▶ [Brief]
Within the entries below, find the lines that hold "algorithms" and report only how many there are.

----------------------------------------

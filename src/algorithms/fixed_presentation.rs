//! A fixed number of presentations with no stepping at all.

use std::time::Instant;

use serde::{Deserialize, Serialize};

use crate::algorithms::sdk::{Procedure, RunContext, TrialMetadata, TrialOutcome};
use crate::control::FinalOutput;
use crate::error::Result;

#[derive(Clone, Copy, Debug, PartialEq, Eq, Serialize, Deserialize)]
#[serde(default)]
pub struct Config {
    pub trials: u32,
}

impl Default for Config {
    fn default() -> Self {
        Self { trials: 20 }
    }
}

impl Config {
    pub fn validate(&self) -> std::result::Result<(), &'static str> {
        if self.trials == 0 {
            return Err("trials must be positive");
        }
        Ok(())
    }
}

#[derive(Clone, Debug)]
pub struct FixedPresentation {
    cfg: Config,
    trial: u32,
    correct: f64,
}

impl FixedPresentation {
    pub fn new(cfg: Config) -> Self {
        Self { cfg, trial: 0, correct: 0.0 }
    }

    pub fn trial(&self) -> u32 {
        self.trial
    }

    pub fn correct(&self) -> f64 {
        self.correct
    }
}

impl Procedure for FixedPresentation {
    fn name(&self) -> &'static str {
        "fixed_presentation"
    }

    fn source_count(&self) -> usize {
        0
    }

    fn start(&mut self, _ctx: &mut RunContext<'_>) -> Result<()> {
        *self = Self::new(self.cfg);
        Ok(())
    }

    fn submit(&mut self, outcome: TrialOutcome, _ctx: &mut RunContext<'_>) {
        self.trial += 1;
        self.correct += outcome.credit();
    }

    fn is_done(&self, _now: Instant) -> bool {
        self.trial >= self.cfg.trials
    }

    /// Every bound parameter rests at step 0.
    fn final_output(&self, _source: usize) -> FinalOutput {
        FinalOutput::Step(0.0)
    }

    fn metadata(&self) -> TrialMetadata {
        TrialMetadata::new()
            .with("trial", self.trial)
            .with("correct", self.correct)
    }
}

----------------------------------------

▶ [Response]
2